*** Dataset content Section Begins ***

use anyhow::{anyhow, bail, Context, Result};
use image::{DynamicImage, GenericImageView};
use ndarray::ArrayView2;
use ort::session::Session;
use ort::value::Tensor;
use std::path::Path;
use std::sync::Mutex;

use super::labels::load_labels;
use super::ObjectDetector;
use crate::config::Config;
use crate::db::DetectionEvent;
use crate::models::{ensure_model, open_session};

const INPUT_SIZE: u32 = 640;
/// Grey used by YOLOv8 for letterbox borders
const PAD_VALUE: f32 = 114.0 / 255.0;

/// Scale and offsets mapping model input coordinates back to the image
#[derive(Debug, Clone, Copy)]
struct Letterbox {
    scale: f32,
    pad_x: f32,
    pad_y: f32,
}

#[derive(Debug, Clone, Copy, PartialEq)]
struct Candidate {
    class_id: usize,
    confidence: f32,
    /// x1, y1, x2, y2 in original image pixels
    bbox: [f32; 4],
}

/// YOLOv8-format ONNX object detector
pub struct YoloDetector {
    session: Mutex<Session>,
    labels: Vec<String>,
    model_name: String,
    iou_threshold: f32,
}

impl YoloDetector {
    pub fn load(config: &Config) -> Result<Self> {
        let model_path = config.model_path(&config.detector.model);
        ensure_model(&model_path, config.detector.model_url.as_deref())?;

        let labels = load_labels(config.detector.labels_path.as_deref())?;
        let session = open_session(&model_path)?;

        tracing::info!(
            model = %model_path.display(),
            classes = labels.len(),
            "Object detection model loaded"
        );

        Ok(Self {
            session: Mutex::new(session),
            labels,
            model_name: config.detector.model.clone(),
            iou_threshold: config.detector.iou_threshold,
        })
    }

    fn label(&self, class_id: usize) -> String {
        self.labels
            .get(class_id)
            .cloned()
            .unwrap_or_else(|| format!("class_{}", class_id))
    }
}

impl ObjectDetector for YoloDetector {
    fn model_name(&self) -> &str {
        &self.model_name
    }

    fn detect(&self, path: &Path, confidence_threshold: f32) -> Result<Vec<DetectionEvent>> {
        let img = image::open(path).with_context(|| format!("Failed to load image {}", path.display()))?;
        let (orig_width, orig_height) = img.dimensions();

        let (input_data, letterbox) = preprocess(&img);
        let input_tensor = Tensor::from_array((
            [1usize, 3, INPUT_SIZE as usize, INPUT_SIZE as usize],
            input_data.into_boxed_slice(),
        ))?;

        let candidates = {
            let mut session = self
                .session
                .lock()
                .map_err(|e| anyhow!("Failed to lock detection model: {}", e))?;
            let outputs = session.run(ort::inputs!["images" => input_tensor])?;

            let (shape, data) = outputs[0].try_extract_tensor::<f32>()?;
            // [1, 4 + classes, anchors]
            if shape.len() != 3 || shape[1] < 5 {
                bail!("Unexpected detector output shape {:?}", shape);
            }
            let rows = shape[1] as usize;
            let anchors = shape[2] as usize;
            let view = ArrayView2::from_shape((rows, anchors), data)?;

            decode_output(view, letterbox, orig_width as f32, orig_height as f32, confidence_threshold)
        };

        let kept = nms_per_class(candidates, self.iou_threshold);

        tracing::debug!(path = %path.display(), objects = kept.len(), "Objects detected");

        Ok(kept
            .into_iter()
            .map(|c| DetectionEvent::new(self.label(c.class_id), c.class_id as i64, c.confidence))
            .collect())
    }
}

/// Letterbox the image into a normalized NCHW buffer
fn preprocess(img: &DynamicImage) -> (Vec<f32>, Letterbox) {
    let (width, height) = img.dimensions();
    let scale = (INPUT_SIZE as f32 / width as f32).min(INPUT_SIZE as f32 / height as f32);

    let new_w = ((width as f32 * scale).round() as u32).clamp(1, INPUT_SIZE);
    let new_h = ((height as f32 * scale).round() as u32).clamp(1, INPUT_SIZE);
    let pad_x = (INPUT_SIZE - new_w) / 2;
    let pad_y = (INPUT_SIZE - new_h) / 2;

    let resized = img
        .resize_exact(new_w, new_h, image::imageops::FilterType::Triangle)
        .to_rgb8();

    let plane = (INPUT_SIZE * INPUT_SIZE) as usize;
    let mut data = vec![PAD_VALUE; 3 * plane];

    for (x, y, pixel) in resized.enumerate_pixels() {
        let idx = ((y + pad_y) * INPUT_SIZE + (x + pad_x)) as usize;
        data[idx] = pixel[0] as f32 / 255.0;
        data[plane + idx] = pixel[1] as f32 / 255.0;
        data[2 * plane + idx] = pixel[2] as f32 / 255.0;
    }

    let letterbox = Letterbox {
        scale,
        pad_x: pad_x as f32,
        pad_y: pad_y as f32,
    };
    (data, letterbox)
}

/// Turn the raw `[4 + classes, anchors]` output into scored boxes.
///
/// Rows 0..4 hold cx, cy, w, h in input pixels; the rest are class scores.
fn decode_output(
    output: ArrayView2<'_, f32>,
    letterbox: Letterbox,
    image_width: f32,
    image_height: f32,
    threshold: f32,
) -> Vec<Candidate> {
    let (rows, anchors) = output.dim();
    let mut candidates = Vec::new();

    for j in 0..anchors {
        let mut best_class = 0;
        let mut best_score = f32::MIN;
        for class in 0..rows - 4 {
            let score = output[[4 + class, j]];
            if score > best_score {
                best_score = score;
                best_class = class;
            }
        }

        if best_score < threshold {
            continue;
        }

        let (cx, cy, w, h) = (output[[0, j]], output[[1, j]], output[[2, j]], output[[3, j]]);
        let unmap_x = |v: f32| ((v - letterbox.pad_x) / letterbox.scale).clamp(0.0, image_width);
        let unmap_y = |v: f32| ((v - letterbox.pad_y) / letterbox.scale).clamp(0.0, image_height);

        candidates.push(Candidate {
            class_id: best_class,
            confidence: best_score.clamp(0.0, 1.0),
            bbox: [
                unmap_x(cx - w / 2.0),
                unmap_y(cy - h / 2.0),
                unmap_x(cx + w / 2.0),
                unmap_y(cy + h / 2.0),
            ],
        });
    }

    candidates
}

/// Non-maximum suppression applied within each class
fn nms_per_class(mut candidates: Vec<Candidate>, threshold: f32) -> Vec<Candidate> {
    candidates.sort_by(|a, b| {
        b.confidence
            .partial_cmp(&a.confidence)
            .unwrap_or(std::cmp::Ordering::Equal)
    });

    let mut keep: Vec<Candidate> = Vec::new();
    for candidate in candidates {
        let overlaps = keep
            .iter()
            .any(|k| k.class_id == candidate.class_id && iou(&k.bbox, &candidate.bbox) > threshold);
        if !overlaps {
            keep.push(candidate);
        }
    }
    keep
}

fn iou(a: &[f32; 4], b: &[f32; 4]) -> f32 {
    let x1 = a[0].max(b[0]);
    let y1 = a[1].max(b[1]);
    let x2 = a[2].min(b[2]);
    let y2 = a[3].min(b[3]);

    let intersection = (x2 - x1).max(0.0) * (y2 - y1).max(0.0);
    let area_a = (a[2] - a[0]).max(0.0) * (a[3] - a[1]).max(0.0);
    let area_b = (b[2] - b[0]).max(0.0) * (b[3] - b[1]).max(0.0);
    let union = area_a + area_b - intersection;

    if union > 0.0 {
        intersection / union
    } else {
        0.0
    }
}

*** Dataset content Section Ends ***
*** Dataset content Section Begins ***

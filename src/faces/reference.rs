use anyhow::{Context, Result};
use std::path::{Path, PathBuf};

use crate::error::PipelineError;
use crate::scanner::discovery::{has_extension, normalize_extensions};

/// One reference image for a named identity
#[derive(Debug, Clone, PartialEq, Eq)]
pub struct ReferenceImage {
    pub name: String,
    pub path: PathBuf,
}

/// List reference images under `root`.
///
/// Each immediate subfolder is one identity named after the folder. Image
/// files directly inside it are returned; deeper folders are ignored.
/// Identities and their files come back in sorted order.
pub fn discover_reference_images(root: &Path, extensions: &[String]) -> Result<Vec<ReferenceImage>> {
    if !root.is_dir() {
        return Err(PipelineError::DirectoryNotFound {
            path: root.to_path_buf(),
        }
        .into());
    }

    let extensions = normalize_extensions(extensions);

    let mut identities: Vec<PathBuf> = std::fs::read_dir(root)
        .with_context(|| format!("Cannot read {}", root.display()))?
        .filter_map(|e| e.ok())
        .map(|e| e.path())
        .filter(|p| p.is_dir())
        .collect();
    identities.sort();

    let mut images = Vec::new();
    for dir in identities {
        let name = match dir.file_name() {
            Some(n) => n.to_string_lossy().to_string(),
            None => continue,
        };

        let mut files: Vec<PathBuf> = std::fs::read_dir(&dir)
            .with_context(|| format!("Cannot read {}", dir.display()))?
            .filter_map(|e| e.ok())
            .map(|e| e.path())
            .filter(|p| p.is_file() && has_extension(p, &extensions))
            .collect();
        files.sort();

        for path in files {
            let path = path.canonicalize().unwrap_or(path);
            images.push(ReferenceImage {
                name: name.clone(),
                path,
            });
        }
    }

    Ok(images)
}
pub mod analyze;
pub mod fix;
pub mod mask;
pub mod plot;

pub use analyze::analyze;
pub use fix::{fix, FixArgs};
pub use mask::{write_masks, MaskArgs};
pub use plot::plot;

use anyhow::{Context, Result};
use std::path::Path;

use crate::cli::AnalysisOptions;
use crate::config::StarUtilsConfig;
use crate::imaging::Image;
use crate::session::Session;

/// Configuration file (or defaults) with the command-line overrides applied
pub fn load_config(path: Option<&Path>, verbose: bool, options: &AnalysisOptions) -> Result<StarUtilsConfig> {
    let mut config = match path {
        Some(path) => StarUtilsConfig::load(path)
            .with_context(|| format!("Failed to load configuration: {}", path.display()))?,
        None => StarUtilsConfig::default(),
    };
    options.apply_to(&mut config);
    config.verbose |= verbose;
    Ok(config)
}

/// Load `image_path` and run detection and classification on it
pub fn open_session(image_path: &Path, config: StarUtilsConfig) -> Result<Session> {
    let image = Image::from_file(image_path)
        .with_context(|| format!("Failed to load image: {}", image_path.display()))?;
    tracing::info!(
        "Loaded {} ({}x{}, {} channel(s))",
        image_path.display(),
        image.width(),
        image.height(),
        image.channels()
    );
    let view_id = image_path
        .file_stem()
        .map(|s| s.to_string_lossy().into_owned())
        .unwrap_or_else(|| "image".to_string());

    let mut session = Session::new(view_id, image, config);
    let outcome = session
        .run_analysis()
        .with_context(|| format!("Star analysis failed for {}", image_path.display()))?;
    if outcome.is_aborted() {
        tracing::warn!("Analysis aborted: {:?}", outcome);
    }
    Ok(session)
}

*** Dataset content Section Ends ***
*** Dataset content Section Begins ***

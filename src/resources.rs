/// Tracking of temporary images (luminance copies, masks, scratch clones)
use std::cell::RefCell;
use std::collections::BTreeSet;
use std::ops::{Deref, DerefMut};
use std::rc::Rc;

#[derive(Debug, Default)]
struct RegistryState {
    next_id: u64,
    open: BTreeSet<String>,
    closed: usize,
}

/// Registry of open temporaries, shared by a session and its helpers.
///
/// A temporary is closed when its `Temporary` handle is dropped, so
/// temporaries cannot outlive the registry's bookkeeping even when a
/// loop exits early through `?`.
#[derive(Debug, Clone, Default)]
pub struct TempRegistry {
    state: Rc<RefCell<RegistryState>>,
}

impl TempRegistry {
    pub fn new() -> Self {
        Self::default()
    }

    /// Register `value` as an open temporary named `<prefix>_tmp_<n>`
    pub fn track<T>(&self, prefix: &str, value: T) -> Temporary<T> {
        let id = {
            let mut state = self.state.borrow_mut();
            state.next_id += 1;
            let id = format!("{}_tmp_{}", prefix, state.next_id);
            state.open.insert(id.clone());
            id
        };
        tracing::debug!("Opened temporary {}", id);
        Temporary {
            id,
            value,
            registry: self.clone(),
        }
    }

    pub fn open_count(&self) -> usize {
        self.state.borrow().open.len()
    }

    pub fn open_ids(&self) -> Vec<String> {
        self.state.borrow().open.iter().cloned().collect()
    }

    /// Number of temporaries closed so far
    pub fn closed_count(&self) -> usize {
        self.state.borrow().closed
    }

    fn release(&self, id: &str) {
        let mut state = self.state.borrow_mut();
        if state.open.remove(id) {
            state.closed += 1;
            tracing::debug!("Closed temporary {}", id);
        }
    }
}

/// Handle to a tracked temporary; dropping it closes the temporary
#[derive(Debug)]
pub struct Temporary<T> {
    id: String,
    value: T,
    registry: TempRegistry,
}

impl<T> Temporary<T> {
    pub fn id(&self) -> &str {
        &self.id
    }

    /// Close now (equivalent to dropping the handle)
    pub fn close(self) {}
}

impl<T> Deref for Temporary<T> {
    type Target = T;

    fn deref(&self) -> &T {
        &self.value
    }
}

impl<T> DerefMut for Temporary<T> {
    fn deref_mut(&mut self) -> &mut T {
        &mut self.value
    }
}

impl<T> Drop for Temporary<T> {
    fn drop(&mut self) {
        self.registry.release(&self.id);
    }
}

*** Dataset content Section Ends ***

## Required work
Count the lines in the data where "TempRegistry" occurs. Report the number only.

## Solution to the problem
3